ABSTRACT
Fungal infections have become a public health problem owingdute to their progressive increase in recent decades and high morbidity rates. Fungal bone and joint infections result from direct inoculation, contiguous infection spread, or hematogenous seeding of organisms. Trichosporon spp. are yeast-like basidiomycetes, with Trichosporon asahii being the most common pathogenic species. This article describes a rare case of tenosynovitis caused by Trichosporon asahii in an immunocompetent patient. Treatment with voriconazole resulted in an excellent clinical response.
Keywords:
Mycoses; Yeasts; Tenosynovitis; Trichosporon; Trichosporon asahii; Voriconazole
INTRODUCTION
Trichosporon genus includes various widely distributed basidiomycetous yeasts that are often found in natural environments and animals.(1) Additionally, they are part of the human microbiota in the skin and gastrointestinal and respiratory systems, although specific species are potential pathogens.(2)
Trichosporon includes six species of medicinal interest-T. ovoid, T. inkin, T. asahii, T. asteroid, T. mucoides, and T. cutaneum (or T. beigelli). T. asahii and T. mucoides are associated with deep infections, whereas T. asteroides, T. ovoids, and T. cutaneum are responsible for white piedra and other superficial infections. T. inkin causes both superficial and deep infections. These pathogens grow on Sabouraud Dextrose agar; however, their identification remains unclear.(3-5)
Trichosporon spp. Infections are divided into superficial and invasive, with various clinical manifestations. Superficial infections, such as piedra branca and onychomycosis occur in immunocompetent individuals, whereas invasive trichosporonosis occurs in patients with compromised immunity.(3) The first case of disseminated Trichosporon spp. was reported in 1970 in a patient with leukemia. Since then, cases have been increasingly documented in the literature.(6)
Predisposing factors for Trichosporon spp. infections include immunosuppression, invasive procedures, prolonged hospitalization, chronic diseases, organ transplantation, acquired immunodeficiency syndrome, extensive burns, and use of chemotherapy and antibiotics.(4)
T. asahii, formerly known as T. beigelii, is traditionally associated with opportunistic infections in patients with compromised immunity, causing disseminated infections.(4)

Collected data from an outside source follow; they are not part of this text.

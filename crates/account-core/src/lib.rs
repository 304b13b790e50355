//! # account-core
//!
//! Domain layer containing entities, domain errors and the ports (repository,
//! unit of work, credential, hashing, clock and identity traits).
//! This crate has zero dependencies on infrastructure (database, web framework, etc.).

pub mod entities;
pub mod error;
pub mod traits;

// Re-export commonly used types at crate root
pub use entities::{
    AccountFilter, AccountInfo, AccountQuery, Credential, RefreshSession, Role, RoleSet,
    TokenPayload, UnknownRole, User,
};
pub use error::DomainError;
pub use traits::{
    AccountReader, Clock, CredentialCodec, Database, IdentityProvider, PasswordHasher,
    RefreshSessionRepository, RepoResult, UnitOfWork, UserRepository,
};
//! User database model

use chrono::{DateTime, Utc};
use sqlx::FromRow;
use uuid::Uuid;

/// Database model for users table
#[derive(Debug, Clone, FromRow)]
pub struct UserModel {
    pub id: Uuid,
    pub first_name: String,
    pub last_name: String,
    pub username: String,
    pub password_hash: String,
    pub roles: Vec<String>,
    pub is_active: bool,
    pub created_at: DateTime<Utc>,
    pub updated_at: DateTime<Utc>,
}

/// Projection of the users table served to the account reader
#[derive(Debug, Clone, FromRow)]
pub struct AccountModel {
    pub id: Uuid,
    pub first_name: String,
    pub last_name: String,
    pub username: String,
    pub roles: Vec<String>,
    pub is_active: bool,
}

This study aimed to report a rare case of an invasive T. asahii infection in an immunocompetent patient, a condition rarely documented in the literature.
CASE REPORT
A 67-year-old female Brazilian patient with no history of trauma or surgery at the affected site presented to the emergency room in May 2022 with pain, redness, and nodulation of the third finger of her left hand. Her medical history included hypothyroidism, fibromyalgia, anxiety disorder, and rheumatoid arthritis, for which she had been treated with leflunomide for five years. Magnetic resonance imaging of the left hand revealed a partially defined spindle-shaped tissue mass (4.2×1.2×9.5cm) centered in the subcutaneous tissue of the dorsal region of the hand between the 3rd and 4th metacarpals. The mass was adjacent to the extensor tendons, protruded into the interphalangeal region, and involved the medial aspect of the proximal phalanx of the third finger with adjacent liquid/edematous tissue infiltration (Figure 1). The patient was diagnosed with tenosynovitis.

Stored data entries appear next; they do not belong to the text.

#[tokio::test]
async fn test_health_ready() {
    let server = TestServer::start().await.expect("Failed to start server");
    let response = server.get("/health/ready").await.expect("Request failed");
    let body: serde_json::Value = assert_json(response, StatusCode::OK).await.unwrap();
    assert_eq!(body["checks"]["database"], "healthy");
}

#[tokio::test]
async fn test_request_id_is_returned() {
    let server = TestServer::start().await.unwrap();
    let response = server.get("/api/Accounts/Me").await.unwrap();
    assert!(response.headers().contains_key("x-request-id"));
}

// ============================================================================
// Authentication Tests
// ============================================================================

#[tokio::test]
async fn test_sign_up_and_sign_in() {
    let server = TestServer::start().await.unwrap();
    let username = unique_username("ada");

    let response = server
        .post(
            "/api/Authentication/SignUp",
            &sign_up_body("Ada", "Lovelace", &username, "engine"),
        )
        .await
        .unwrap();
    let message: Message = assert_json(response, StatusCode::CREATED).await.unwrap();
    assert_eq!(message.message, "Account created");

    let credentials = server.sign_in(&username, "engine").await.unwrap();
    assert!(!credentials.access_token.is_empty());
    assert!(!credentials.refresh_token.is_empty());
}

#[tokio::test]
async fn test_sign_up_duplicate_username() {
    let server = TestServer::start().await.unwrap();

    let response = server
        .post(
            "/api/Authentication/SignUp",
            &sign_up_body("Other", "Admin", ADMIN.0, "whatever"),
        )
        .await
        .unwrap();
    assert_error(response, StatusCode::CONFLICT, "USERNAME_EXISTS")
        .await
        .unwrap();
}

#[tokio::test]
async fn test_sign_up_validation() {
    let server = TestServer::start().await.unwrap();

    let response = server
        .post(
            "/api/Authentication/SignUp",
            &sign_up_body("Ada", "Lovelace", "", "engine"),
        )
        .await
        .unwrap();
    assert_error(response, StatusCode::BAD_REQUEST, "VALIDATION_ERROR")
        .await
        .unwrap();

    let response = server
        .post("/api/Authentication/SignUp", &json!({ "username": "ada" }))
        .await
        .unwrap();
    assert_error(response, StatusCode::BAD_REQUEST, "INVALID_BODY")
        .await
        .unwrap();
}

#[tokio::test]
async fn test_sign_in_wrong_password() {
    let server = TestServer::start().await.unwrap();

    for (username, password) in [(USER.0, "not-the-password"), ("ghost", "boo")] {
        let response = server
            .post(
                "/api/Authentication/SignIn",
                &sign_in_body(username, password),
            )
            .await
            .unwrap();
        assert_error(response, StatusCode::UNAUTHORIZED, "AUTHENTICATION_FAILED")
            .await
            .unwrap();
    }
}

#[tokio::test]
async fn test_sign_in_issues_distinct_pairs() {
    let server = TestServer::start().await.unwrap();

    let first = server.sign_in(USER.0, USER.1).await.unwrap();
    let second = server.sign_in(USER.0, USER.1).await.unwrap();

    assert_ne!(first.access_token, second.access_token);
    assert_ne!(first.refresh_token, second.refresh_token);
}

#[tokio::test]
async fn test_validate() {
    let server = TestServer::start().await.unwrap();
    let token = server.access_token(DOCTOR.0, DOCTOR.1).await.unwrap();

    let response = server
        .get(&format!("/api/Authentication/Validate?accessToken={token}"))
        .await
        .unwrap();
    let payload: Payload = assert_json(response, StatusCode::OK).await.unwrap();
    assert_eq!(payload.roles, ["DOCTOR"]);

    let me: Account = assert_json(
        server.get_auth("/api/Accounts/Me", &token).await.unwrap(),
        StatusCode::OK,
    )
    .await
    .unwrap();
    assert_eq!(payload.user_id, me.id);

    let response = server
        .get("/api/Authentication/Validate?accessToken=not.a.token")
        .await
        .unwrap();
    assert_error(response, StatusCode::UNAUTHORIZED, "INVALID_TOKEN")
        .await
        .unwrap();
}

#[tokio::test]
async fn test_refresh_rotation() {
    let server = TestServer::start().await.unwrap();
    let original = server.sign_in(USER.0, USER.1).await.unwrap();

    let response = server
        .post(
            "/api/Authentication/Refresh",
            &json!({ "refreshToken": original.refresh_token }),
        )
        .await
        .unwrap();
    let rotated: Credentials = assert_json(response, StatusCode::OK).await.unwrap();
    assert_ne!(rotated.refresh_token, original.refresh_token);

    // The consumed token is dead
    let response = server
        .post(
            "/api/Authentication/Refresh",
            &json!({ "refreshToken": original.refresh_token }),
        )
        .await
        .unwrap();
    assert_error(response, StatusCode::UNAUTHORIZED, "INVALID_REFRESH_TOKEN")
        .await
        .unwrap();

    // The new one works exactly once
    let body = json!({ "refreshToken": rotated.refresh_token });
    let response = server
        .post("/api/Authentication/Refresh", &body)
        .await
        .unwrap();
    assert_status(response, StatusCode::OK).await.unwrap();

    let response = server
        .post("/api/Authentication/Refresh", &body)
        .await
        .unwrap();
    assert_error(response, StatusCode::UNAUTHORIZED, "INVALID_REFRESH_TOKEN")
        .await
        .unwrap();
}

#[tokio::test]
async fn test_sign_out() {
    let server = TestServer::start().await.unwrap();
    let credentials = server.sign_in(USER.0, USER.1).await.unwrap();

    for _ in 0..2 {
        let response = server
            .put_empty(
                "/api/Authentication/SignOut",
                Some(&credentials.access_token),
            )
            .await
            .unwrap();
        assert_status(response, StatusCode::NO_CONTENT).await.unwrap();
    }

    let response = server
        .post(
            "/api/Authentication/Refresh",
            &json!({ "refreshToken": credentials.refresh_token }),
        )
        .await
        .unwrap();
    assert_error(response, StatusCode::UNAUTHORIZED, "INVALID_REFRESH_TOKEN")
        .await
        .unwrap();

    let response = server
        .put_empty("/api/Authentication/SignOut", None)
        .await
        .unwrap();
    assert_error(response, StatusCode::UNAUTHORIZED, "NOT_AUTHENTICATED")
        .await
        .unwrap();
}

// ============================================================================
// Account Tests
// ============================================================================

#[tokio::test]
async fn test_me_requires_authentication() {
    let server = TestServer::start().await.unwrap();

    let response = server.get("/api/Accounts/Me").await.unwrap();
    assert_error(response, StatusCode::UNAUTHORIZED, "NOT_AUTHENTICATED")
        .await
        .unwrap();

    let response = server
        .get_auth("/api/Accounts/Me", "garbage")
        .await
        .unwrap();
    assert_error(response, StatusCode::UNAUTHORIZED, "NOT_AUTHENTICATED")
        .await
        .unwrap();
}

#[tokio::test]
async fn test_update_me() {
    let server = TestServer::start().await.unwrap();
    let token = server.access_token(MANAGER.0, MANAGER.1).await.unwrap();

    let response = server
        .put_auth(
            "/api/Accounts/Update",
            &token,
            &json!({ "first_name": "Mia", "last_name": "Rossi", "username": "manager" }),
        )
        .await
        .unwrap();
    assert_status(response, StatusCode::NO_CONTENT).await.unwrap();

    let me: Account = assert_json(
        server.get_auth("/api/Accounts/Me", &token).await.unwrap(),
        StatusCode::OK,
    )
    .await
    .unwrap();
    assert_eq!(me.first_name, "Mia");
    assert_eq!(me.last_name, "Rossi");
    assert_eq!(me.roles, ["MANAGER"]);

    let response = server
        .put_auth(
            "/api/Accounts/Update",
            &token,
            &json!({ "first_name": "Mia", "last_name": "Rossi", "username": "admin" }),
        )
        .await
        .unwrap();
    assert_error(response, StatusCode::CONFLICT, "USERNAME_EXISTS")
        .await
        .unwrap();
}

#[tokio::test]
async fn test_all_accounts_requires_admin() {
    let server = TestServer::start().await.unwrap();
    let token = server.access_token(MANAGER.0, MANAGER.1).await.unwrap();

    let response = server.get_auth("/api/Accounts", &token).await.unwrap();
    assert_error(response, StatusCode::FORBIDDEN, "ACCESS_DENIED")
        .await
        .unwrap();

    let admin = server.access_token(ADMIN.0, ADMIN.1).await.unwrap();
    let accounts: Vec<Account> = assert_json(
        server.get_auth("/api/Accounts", &admin).await.unwrap(),
        StatusCode::OK,
    )
    .await
    .unwrap();
    let names: Vec<_> = accounts.iter().map(|a| a.username.as_str()).collect();
    assert_eq!(names, ["admin", "manager", "doctor", "user"]);

    let page: Vec<Account> = assert_json(
        server
            .get_auth("/api/Accounts?from=1&count=2", &admin)
            .await
            .unwrap(),
        StatusCode::OK,
    )
    .await
    .unwrap();
    assert_eq!(page.len(), 2);
    assert_eq!(page[0].username, "manager");
}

(A) Left hand injury with redness, edema, and nodulation in the third finger; (B) Magnetic resonance imaging of the left hand revealed a partially defined spindle-shaped tissue between the 3rd and 4th metacarpals, adjacent to the extensor tendons, involving the medial aspect of the proximal phalanx of the third finger, with adjacent liquid/edematous tissue infiltration
The patient underwent orthopedic surgery on May 9, 2022. Intraoperatively, multiple abscesses and granulomas with the degeneration of the extensor apparatus of the middle finger were visualized macroscopically. Empirical therapy with vancomycin was administered postoperatively for six days until the cultures tested negative for common pathogens, after which it was discontinued. On May 14, 2022, a fungal culture revealed the presence of T. asahii. Intravenous voriconazole (200 mg every 12 h) was administered for five days, followed by oral treatment. The patient was discharged after a total treatment duration of 12 weeks.

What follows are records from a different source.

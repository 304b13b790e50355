//! Bearer credential and request scope extractors

use axum::{
    async_trait,
    extract::{FromRef, FromRequestParts},
    http::request::Parts,
};
use axum_extra::{
    headers::{authorization::Bearer, Authorization},
    TypedHeader,
};
use account_service::RequestScope;
use std::convert::Infallible;

use crate::response::ApiError;
use crate::state::AppState;

/// Raw bearer credential from the `Authorization` header.
///
/// A missing header or a non-Bearer scheme yields `None`; validation is
/// left to the services.
#[derive(Debug, Clone)]
pub struct BearerToken(pub Option<String>);

#[async_trait]
impl<S> FromRequestParts<S> for BearerToken
where
    S: Send + Sync,
{
    type Rejection = Infallible;

    async fn from_request_parts(parts: &mut Parts, state: &S) -> Result<Self, Self::Rejection> {
        let token = TypedHeader::<Authorization<Bearer>>::from_request_parts(parts, state)
            .await
            .ok()
            .map(|TypedHeader(Authorization(bearer))| bearer.token().to_string());

        Ok(BearerToken(token))
    }
}

/// Per-request scope: one unit of work bound to the caller's credential
pub struct Scoped(pub RequestScope);

#[async_trait]
impl<S> FromRequestParts<S> for Scoped
where
    S: Send + Sync,
    AppState: FromRef<S>,
{
    type Rejection = ApiError;

    async fn from_request_parts(parts: &mut Parts, state: &S) -> Result<Self, Self::Rejection> {
        let bearer = match BearerToken::from_request_parts(parts, state).await {
            Ok(BearerToken(bearer)) => bearer,
            Err(never) => match never {},
        };
        let app_state = AppState::from_ref(state);
        let scope = app_state.service_context().scope(bearer).await?;
        Ok(Scoped(scope))
    }
}

#[cfg(test)]
mod tests {
    use super::*;
    use axum::http::Request;

    async fn extract(header: Option<&str>) -> Option<String> {
        let mut builder = Request::builder().uri("/");
        if let Some(value) = header {
            builder = builder.header("authorization", value);
        }
        let (mut parts, ()) = builder.body(()).unwrap().into_parts();
        match BearerToken::from_request_parts(&mut parts, &()).await {
            Ok(BearerToken(token)) => token,
            Err(never) => match never {},
        }
    }

    #[tokio::test]
    async fn test_bearer_header() {
        assert_eq!(extract(Some("Bearer abc.def.ghi")).await.as_deref(), Some("abc.def.ghi"));
    }

    #[tokio::test]
    async fn test_missing_or_other_scheme() {
        assert!(extract(None).await.is_none());
        assert!(extract(Some("Basic dXNlcjpwYXNz")).await.is_none());
    }
}
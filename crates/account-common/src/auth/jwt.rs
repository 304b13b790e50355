//! JWT credential codec
//!
//! HS256 tokens carrying `{user_id, roles, iat, exp, jti}`. Expiry is checked
//! against the injected [`Clock`] rather than the library's wall clock.

use std::sync::Arc;

use account_core::{Clock, Credential, CredentialCodec, DomainError, RoleSet, TokenPayload};
use chrono::{DateTime, Duration, Utc};
use jsonwebtoken::{decode, encode, Algorithm, DecodingKey, EncodingKey, Header, Validation};
use serde::{Deserialize, Serialize};
use uuid::Uuid;

/// JWT claims structure
#[derive(Debug, Clone, Serialize, Deserialize)]
pub struct Claims {
    /// Subject user id
    pub user_id: Uuid,
    /// Role set at issuance; unknown role names fail to decode
    pub roles: RoleSet,
    /// Issued at (Unix timestamp)
    pub iat: i64,
    /// Expiration time (Unix timestamp)
    pub exp: i64,
    /// Unique token id, keeps same-second credentials distinct
    pub jti: Uuid,
}

/// JWT service for encoding and decoding credentials
#[derive(Clone)]
pub struct JwtService {
    encoding_key: EncodingKey,
    decoding_key: DecodingKey,
    validation: Validation,
    clock: Arc<dyn Clock>,
}

impl JwtService {
    /// Create a new JWT service with the given secret and clock
    #[must_use]
    pub fn new(secret: &str, clock: Arc<dyn Clock>) -> Self {
        let mut validation = Validation::new(Algorithm::HS256);
        validation.validate_exp = false;
        validation.leeway = 0;

        Self {
            encoding_key: EncodingKey::from_secret(secret.as_bytes()),
            decoding_key: DecodingKey::from_secret(secret.as_bytes()),
            validation,
            clock,
        }
    }

    /// Decode and verify the signature of a token without checking expiry
    ///
    /// # Errors
    /// Returns `InvalidToken` if the signature or structure is wrong
    pub fn decode_claims(&self, token: &str) -> Result<Claims, DomainError> {
        decode::<Claims>(token, &self.decoding_key, &self.validation)
            .map(|data| data.claims)
            .map_err(|e| DomainError::InvalidToken(e.to_string()))
    }
}

fn timestamp(secs: i64) -> Result<DateTime<Utc>, DomainError> {
    DateTime::from_timestamp(secs, 0)
        .ok_or_else(|| DomainError::InvalidToken(format!("timestamp out of range: {secs}")))
}

impl CredentialCodec for JwtService {
    fn issue(&self, payload: &TokenPayload, ttl: Duration) -> Result<Credential, DomainError> {
        let issued_at = timestamp(self.clock.now().timestamp())
            .map_err(|e| DomainError::InternalError(e.to_string()))?;
        let expires_at = issued_at.checked_add_signed(ttl).ok_or_else(|| {
            DomainError::InternalError(format!("Token lifetime out of range: {ttl}"))
        })?;

        let claims = Claims {
            user_id: payload.user_id,
            roles: payload.roles.clone(),
            iat: issued_at.timestamp(),
            exp: expires_at.timestamp(),
            jti: Uuid::new_v4(),
        };

        let value = encode(&Header::new(Algorithm::HS256), &claims, &self.encoding_key)
            .map_err(|e| DomainError::InternalError(format!("Failed to encode JWT: {e}")))?;

        Ok(Credential {
            value,
            payload: payload.clone(),
            expires_at,
            issued_at,
        })
    }

    fn introspect(&self, raw: &str) -> Result<Credential, DomainError> {
        let claims = self.decode_claims(raw)?;
        let expires_at = timestamp(claims.exp)?;
        let issued_at = timestamp(claims.iat)?;

        if self.clock.now() >= expires_at {
            return Err(DomainError::TokenExpired);
        }

        Ok(Credential {
            value: raw.to_string(),
            payload: TokenPayload::new(claims.user_id, claims.roles),
            expires_at,
            issued_at,
        })
    }
}

impl std::fmt::Debug for JwtService {
    fn fmt(&self, f: &mut std::fmt::Formatter<'_>) -> std::fmt::Result {
        f.debug_struct("JwtService").finish_non_exhaustive()
    }
}
//! Entity to model mappers
//!
//! - `From`/`TryFrom<Model> for Entity`: convert database rows to domain objects
//! - role helpers for the `TEXT[]` roles column

mod refresh_session;
mod user;

pub use user::{roles_from_db, roles_to_db};
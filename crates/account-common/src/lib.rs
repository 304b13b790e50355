//! # account-common
//!
//! Shared infrastructure: configuration, error handling, the JWT credential
//! codec, password hashing, clocks, and telemetry.

pub mod auth;
pub mod clock;
pub mod config;
pub mod error;
pub mod telemetry;

// Re-export commonly used types at crate root
pub use auth::{hash_password, verify_password, Claims, JwtService, PasswordService};
pub use clock::{ManualClock, SystemClock};
pub use config::{
    AppConfig, AppSettings, ConfigError, CorsConfig, DatabaseConfig, Environment, JwtConfig,
    RateLimitConfig, SeedConfig, ServerConfig, StorageBackend, StorageConfig, MAX_TOKEN_TTL_SECS,
};
pub use error::{AppError, AppResult, ErrorResponse};
pub use telemetry::{
    init_tracing, init_tracing_with_config, try_init_tracing, try_init_tracing_with_config,
    TracingConfig, TracingError,
};
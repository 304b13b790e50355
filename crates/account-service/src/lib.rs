//! # account-service
//!
//! Application layer containing the authentication and account use cases,
//! the per-request scope, and DTOs.

pub mod dto;
pub mod services;

pub use services::{
    AccountService, AuthService, BearerIdentity, RequestScope, ServiceContext,
    ServiceContextBuilder, ServiceError, ServiceResult,
};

This study was approved by the Research Ethics Committee of Hospital Nove de Julho (CAAE: 47504821.0.0000.5455; # 5.543.350).
DISCUSSION
T. asahii is a non-Candida yeast that colonizes the skin, mucosa, and gastrointestinal, respiratory, and genitourinary systems.(7,8) Infections caused by the fungus are severe, invasive, and occur primarily in patients with compromised immunity, with rare cases in immunocompetent children.(7-9) The disease presents insidiously in various clinical forms, requiring a high degree of suspicion for diagnosis.(9,10)
An epidemiological study by Li et al. reported that numerous T. asahii infections have been documented in China; however, few have been reported in developed countries. In these countries, the suspicion of trichosporonosis may have been delayed because of clinical unfamiliarity with the infection.(9,11) Additionally, the lack of data from various global regions was mentioned, emphasizing the need for further studies to explore the disease's pathogenesis, infectious mechanisms, and optimal antifungal treatments.(11,12)
Regarding the intraspecific variety of T. asahii, a multicenter study by Francisco et. al. identified five circulating genotypes in Brazilian patients: G1, G3, G4, G5, and G7, with G1 genotype as the most prevalent.(10)
There are a few cases of Trichosporon infections in the medical literature, and the first reported tenosynovitis caused by Trichosporon was published in 2009. Invasive trichosporonosis is a rare, but fatal, opportunistic infection. The mortality rate among infected patients varies widely based on the infection severity and site, although it can range from 50-80 % in certain cases.(9,11) After Candida, Trichosporon species are the second most isolated pathogens in patients with cancer.(1)
Antibiotic therapy, invasive medical equipment, neutropenia, and hematological malignancies are recognized as the primary risk factors for trichosporonosis, in addition to other immunosuppressive conditions and minor risk factors.(12) Patients with cancer and severe neutropenia are specifically vulnerable.(7,8) Our patient was administered leflunomide, an immunosuppressive drug that inhibits dihydroorotate dehydrogenase-an enzyme essential for pyrimidine production. Pyrimidines are primary components of DNA synthesis and cell proliferation. By blocking this enzyme, leflunomide reduces immune cell proliferation, thereby increasing susceptibility to fungal infections.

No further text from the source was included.